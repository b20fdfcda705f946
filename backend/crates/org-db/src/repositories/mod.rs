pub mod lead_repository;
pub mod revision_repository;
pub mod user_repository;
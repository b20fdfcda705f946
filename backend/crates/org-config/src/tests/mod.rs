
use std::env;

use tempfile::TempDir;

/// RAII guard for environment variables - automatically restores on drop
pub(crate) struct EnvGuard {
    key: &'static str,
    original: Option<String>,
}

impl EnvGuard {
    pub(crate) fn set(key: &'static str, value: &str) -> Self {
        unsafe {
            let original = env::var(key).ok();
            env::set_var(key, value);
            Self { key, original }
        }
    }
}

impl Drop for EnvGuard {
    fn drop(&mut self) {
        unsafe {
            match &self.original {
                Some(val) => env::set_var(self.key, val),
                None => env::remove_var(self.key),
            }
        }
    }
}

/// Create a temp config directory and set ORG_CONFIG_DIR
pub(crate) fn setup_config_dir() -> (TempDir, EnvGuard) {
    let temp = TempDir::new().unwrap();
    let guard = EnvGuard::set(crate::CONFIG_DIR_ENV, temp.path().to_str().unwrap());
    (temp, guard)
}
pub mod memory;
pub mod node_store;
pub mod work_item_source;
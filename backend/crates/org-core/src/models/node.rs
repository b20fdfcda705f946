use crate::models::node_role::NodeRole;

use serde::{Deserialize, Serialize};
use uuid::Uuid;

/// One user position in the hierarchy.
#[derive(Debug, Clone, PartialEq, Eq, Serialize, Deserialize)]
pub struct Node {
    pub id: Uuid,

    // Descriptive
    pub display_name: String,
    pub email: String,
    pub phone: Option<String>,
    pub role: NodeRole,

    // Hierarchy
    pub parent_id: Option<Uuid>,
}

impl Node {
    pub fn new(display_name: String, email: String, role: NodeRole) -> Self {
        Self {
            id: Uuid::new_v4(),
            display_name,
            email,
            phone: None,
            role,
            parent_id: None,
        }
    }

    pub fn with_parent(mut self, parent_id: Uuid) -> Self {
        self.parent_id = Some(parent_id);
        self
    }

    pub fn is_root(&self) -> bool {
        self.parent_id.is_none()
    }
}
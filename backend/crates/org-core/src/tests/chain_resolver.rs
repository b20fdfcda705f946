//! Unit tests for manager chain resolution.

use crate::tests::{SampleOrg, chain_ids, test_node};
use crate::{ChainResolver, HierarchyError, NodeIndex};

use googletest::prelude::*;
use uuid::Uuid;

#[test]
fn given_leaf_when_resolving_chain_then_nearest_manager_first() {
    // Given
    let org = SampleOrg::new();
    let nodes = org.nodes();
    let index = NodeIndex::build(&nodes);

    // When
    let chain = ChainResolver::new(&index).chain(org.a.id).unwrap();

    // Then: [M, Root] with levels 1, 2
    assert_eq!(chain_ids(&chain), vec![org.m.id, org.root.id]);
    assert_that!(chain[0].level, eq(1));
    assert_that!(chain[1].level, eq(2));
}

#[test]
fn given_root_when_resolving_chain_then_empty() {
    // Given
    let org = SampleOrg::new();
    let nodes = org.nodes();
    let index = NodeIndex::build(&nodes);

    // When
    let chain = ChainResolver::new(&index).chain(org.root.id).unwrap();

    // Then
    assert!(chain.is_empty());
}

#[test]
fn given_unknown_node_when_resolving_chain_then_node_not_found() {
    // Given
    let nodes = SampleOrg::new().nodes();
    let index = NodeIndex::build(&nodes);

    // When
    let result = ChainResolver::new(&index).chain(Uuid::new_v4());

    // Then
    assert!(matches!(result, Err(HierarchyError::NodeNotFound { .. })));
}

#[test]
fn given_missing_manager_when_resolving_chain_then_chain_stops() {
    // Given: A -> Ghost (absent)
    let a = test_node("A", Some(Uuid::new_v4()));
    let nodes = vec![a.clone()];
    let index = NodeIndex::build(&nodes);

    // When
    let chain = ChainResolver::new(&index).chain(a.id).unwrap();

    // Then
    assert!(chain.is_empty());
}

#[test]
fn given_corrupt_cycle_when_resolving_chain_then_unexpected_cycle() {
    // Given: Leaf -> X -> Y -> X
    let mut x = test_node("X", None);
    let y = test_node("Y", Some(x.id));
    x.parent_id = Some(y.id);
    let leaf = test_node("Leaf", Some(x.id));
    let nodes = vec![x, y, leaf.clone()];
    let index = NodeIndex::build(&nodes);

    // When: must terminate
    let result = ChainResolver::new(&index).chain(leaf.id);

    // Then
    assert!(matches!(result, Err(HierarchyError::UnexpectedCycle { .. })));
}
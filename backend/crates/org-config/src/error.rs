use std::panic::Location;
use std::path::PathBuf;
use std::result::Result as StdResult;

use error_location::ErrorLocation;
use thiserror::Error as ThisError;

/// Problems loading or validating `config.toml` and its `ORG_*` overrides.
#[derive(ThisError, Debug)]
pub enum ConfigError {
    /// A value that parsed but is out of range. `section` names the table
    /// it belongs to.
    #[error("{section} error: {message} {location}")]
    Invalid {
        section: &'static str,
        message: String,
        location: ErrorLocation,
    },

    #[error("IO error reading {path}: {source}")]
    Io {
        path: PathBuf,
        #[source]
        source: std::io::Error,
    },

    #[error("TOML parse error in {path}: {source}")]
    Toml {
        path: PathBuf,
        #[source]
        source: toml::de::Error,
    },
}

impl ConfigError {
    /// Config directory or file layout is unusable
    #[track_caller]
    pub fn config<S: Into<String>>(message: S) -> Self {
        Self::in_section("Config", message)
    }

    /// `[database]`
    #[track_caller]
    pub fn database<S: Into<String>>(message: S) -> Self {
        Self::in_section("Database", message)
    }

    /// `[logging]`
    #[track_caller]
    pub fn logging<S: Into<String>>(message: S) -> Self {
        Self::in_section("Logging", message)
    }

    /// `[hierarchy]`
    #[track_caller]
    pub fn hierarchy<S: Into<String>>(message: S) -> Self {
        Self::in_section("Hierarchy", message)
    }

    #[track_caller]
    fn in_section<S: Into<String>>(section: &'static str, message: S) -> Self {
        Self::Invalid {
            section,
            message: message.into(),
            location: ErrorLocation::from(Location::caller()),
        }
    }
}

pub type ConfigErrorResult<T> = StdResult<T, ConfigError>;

+ + + +

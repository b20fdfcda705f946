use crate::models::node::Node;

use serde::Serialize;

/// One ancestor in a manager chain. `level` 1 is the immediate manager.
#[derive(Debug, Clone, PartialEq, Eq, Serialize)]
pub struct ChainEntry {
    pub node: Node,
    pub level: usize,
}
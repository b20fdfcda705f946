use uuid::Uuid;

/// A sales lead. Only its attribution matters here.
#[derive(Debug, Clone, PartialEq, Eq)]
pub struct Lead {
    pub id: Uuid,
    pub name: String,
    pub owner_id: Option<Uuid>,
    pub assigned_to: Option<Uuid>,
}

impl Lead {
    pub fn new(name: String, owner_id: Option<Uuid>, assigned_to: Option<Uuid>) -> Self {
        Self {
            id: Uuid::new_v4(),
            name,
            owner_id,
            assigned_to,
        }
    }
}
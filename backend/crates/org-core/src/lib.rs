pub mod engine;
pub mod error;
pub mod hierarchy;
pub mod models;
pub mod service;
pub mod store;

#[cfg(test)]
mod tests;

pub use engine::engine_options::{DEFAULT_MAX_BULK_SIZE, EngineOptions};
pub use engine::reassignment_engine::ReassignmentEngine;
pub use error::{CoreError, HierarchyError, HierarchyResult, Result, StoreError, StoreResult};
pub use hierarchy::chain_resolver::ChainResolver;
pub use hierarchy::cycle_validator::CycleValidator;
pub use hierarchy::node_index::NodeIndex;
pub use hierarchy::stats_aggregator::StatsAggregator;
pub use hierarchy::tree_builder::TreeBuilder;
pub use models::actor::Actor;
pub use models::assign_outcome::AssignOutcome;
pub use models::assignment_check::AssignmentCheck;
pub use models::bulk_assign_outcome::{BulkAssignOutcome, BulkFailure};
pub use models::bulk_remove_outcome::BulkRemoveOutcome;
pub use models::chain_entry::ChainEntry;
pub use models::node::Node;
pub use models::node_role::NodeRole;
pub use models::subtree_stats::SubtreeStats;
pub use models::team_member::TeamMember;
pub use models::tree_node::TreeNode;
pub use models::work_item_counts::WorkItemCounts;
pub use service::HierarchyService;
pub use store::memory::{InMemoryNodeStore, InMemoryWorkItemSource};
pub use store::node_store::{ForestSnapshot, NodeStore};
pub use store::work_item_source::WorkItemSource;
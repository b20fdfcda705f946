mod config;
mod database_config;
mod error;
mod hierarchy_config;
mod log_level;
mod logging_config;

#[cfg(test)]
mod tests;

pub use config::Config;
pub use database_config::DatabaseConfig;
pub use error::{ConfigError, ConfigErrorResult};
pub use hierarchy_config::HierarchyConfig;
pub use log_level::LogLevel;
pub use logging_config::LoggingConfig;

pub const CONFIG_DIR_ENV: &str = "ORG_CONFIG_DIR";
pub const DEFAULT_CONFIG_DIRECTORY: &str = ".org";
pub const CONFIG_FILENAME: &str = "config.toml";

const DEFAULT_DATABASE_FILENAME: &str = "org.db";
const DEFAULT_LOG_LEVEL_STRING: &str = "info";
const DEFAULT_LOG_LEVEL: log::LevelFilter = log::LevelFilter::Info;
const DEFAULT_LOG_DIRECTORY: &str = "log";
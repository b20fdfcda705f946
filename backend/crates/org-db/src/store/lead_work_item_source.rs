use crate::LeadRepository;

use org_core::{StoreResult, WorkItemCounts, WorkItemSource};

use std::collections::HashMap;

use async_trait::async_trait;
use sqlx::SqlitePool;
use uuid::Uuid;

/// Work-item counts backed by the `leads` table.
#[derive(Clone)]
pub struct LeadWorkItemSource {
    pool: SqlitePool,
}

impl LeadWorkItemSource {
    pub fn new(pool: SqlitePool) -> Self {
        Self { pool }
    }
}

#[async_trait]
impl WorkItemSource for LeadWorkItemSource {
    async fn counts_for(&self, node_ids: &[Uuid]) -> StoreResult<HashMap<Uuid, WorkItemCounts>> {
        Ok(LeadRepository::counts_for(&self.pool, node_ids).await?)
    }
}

+ + + +

| Task to complete |
Which of the lines above mention the word "original"? Pull those lines out.

| Solution to the problem |
    original: Option<String>,
            let original = env::var(key).ok();
            Self { key, original }
            match &self.original {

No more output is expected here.